Bagi masyarakat Arab Saudi, salju mungkin menjadi tontonan yang menakjubkan dan menarik wisatawan. Namun, di balik keindahannya, terdapat implikasi praktis. Infrastruktur di wilayah yang tidak biasa menghadapi salju lebat perlu diantisipasi. Begitu pula dengan aktivitas pertanian dan transportasi. Ini adalah contoh nyata bagaimana perubahan pola cuaca, sekalipun bersifat sementara atau musiman, dapat langsung berdampak pada kehidupan sosial dan ekonomi. Sementara kita menikmati foto-foto viral salju di gurun, para ilmuwan dan otoritas setempat pasti sedang bekerja keras memetakan dampak dan menyiapkan mitigasinya.
Baca Juga:
Antara Keindahan Alam dan Kewaspadaan Iklim
Jadi, bagaimana kita harus menyikapi fenomena ini? Pertama, dengan mengapresiasi penjelasan ilmiah yang diberikan oleh para pakar meteorologi dan astronomi. Kedua, dengan menempatkannya dalam lensa yang lebih luas tentang kerentanan kita terhadap cuaca ekstrem. Peristiwa salju di Arab Saudi dan cuaca panas ekstrem yang diprediksi melanda Indonesia adalah dua sisi dari mata uang yang sama. Keduanya menuntut kesiapsiagaan yang lebih baik. Kesiapsiagaan itu tidak hanya berupa sistem peringatan dini, tetapi juga adaptasi dalam cara kita membangun kota, mengelola sumber daya air, dan merancang kebijakan publik.

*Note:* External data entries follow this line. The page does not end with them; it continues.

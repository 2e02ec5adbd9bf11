use super::*;
use crate::document::select::select;

const SVG: &str = r##"<svg xmlns="http://www.w3.org/2000/svg">
  <path id="p" d="M0 0 L30 0 L30 40"/>
  <line id="l" x1="0" y1="0" x2="3" y2="4"/>
  <polyline id="pl" points="0,0 10,0 10,10"/>
  <polygon id="pg" points="0,0 10,0 10,10"/>
  <rect id="r" x="5" y="5" width="10" height="20"/>
  <circle id="c" cx="0" cy="0" r="10"/>
  <path id="bad" d="this is not a path"/>
  <path id="empty" d=""/>
  <g id="arrow1"><g id="wrap"><line id="inner" x1="0" y1="0" x2="1" y2="0"/></g><path id="tip" d="M0 0 L1 1"/></g>
  <text id="t" x="4" y="9">hi</text>
</svg>"##;

fn node(doc: &SvgDocument, id: &str) -> NodeId {
    select(doc, doc.root(), &format!("#{id}")).unwrap()[0]
}

fn len(id: &str) -> Option<f64> {
    let doc = SvgDocument::parse(SVG).unwrap();
    total_length(&doc, node(&doc, id))
}

#[test]
fn measures_basic_shapes() {
    assert!((len("p").unwrap() - 70.0).abs() < 1e-6);
    assert!((len("l").unwrap() - 5.0).abs() < 1e-6);
    assert!((len("pl").unwrap() - 20.0).abs() < 1e-6);
    assert!((len("r").unwrap() - 60.0).abs() < 1e-6);
    assert!((len("c").unwrap() - 2.0 * std::f64::consts::PI * 10.0).abs() < 0.05);
}

#[test]
fn polygon_includes_closing_edge() {
    let expected = 20.0 + 200f64.sqrt();
    assert!((len("pg").unwrap() - expected).abs() < 1e-6);
}

#[test]
fn malformed_or_non_geometric_elements_are_unmeasurable() {
    assert!(len("bad").is_none());
    assert!(len("empty").is_none());
    assert!(len("t").is_none());
    assert!(len("arrow1").is_none());
}

#[test]
fn shaft_is_found_below_wrapper_groups() {
    let doc = SvgDocument::parse(SVG).unwrap();
    let wrap = node(&doc, "wrap");
    let inner = node(&doc, "inner");
    assert_eq!(arrow_shaft(&doc, wrap), Some(inner));
    let tip = node(&doc, "tip");
    assert_eq!(arrow_shaft(&doc, tip), Some(tip));
}

#[test]
fn bounding_boxes_union_children_and_anchor_text() {
    let doc = SvgDocument::parse(SVG).unwrap();
    let r = bounding_box(&doc, node(&doc, "r")).unwrap();
    assert_eq!(r, Rect::new(5.0, 5.0, 15.0, 25.0));
    let t = bounding_box(&doc, node(&doc, "t")).unwrap();
    assert_eq!(t, Rect::new(4.0, 9.0, 4.0, 9.0));
    let g = bounding_box(&doc, node(&doc, "arrow1")).unwrap();
    assert_eq!(g, Rect::new(0.0, 0.0, 1.0, 1.0));
}
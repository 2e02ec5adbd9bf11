pub(crate) mod ease;
pub(crate) mod props;
pub(crate) mod value;
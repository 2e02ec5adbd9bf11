use crate::foundation::core::Secs;

/// Discrete checkpoints over a timeline.
///
/// `current` is `-1` before the first step. Each label recorded through the animator becomes a
/// step, duplicates included, and keeps the time it was recorded at.
#[derive(Clone, Debug, PartialEq)]
pub struct StepNavigator {
    steps: Vec<(String, Secs)>,
    current: isize,
}

impl Default for StepNavigator {
    fn default() -> Self {
        Self {
            steps: Vec::new(),
            current: -1,
        }
    }
}

impl StepNavigator {
    /// No steps, positioned before the first.
    pub fn new() -> Self {
        Self::default()
    }

    pub(crate) fn push(&mut self, name: &str, at: Secs) {
        self.steps.push((name.to_owned(), at));
    }

    /// Steps in insertion order.
    pub fn steps(&self) -> impl Iterator<Item = (&str, Secs)> {
        self.steps.iter().map(|(n, t)| (n.as_str(), *t))
    }

    /// Current step index, `-1` before the first.
    pub fn current(&self) -> isize {
        self.current
    }

    /// Number of steps.
    pub fn total(&self) -> usize {
        self.steps.len()
    }

    /// `current < total - 1`.
    pub fn has_next(&self) -> bool {
        self.current < self.steps.len() as isize - 1
    }

    /// `current >= 0`.
    pub fn has_previous(&self) -> bool {
        self.current >= 0
    }

    /// Move one step forward; returns the time to travel to.
    pub(crate) fn next(&mut self) -> Option<Secs> {
        if !self.has_next() {
            return None;
        }
        self.current += 1;
        self.steps.get(self.current as usize).map(|(_, t)| *t)
    }

    /// Move one step back; from the first step this returns to `-1` and time 0.
    pub(crate) fn previous(&mut self) -> Option<Secs> {
        match self.current {
            c if c > 0 => {
                self.current -= 1;
                self.steps.get(self.current as usize).map(|(_, t)| *t)
            }
            0 => {
                self.current = -1;
                Some(0.0)
            }
            _ => None,
        }
    }
}

#[cfg(test)]
#[path = "../../tests/unit/animator/navigator.rs"]
mod tests;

Fenomena alam selalu punya cara untuk mengingatkan kita tentang betapa kecilnya manusia di hadapan kekuatan planet ini. Salju yang menyelimuti gurun Arab Saudi adalah pengingat yang dramatis dan visual. Ia menunjukkan bahwa pola-pola yang kita anggap tetap dan pasti, pada akhirnya bisa berubah. Dalam menghadapi ketidakpastian ini, ilmu pengetahuan dan teknologi adalah sekutu terbaik kita. Dari pemahaman tentang sistem tekanan rendah hingga pemanfaatan kecerdasan buatan untuk prediksi, upaya-upaya itulah yang akan membantu kita tidak hanya sekadar menyaksikan keajaiban alam, tetapi juga bersiap menghadapi konsekuensinya. Setiap fluktuasi cuaca, entah itu salju di padang pasir atau hujan deras di musim kemarau, adalah bagian dari narasi besar perubahan iklim global yang harus kita baca dengan saksama.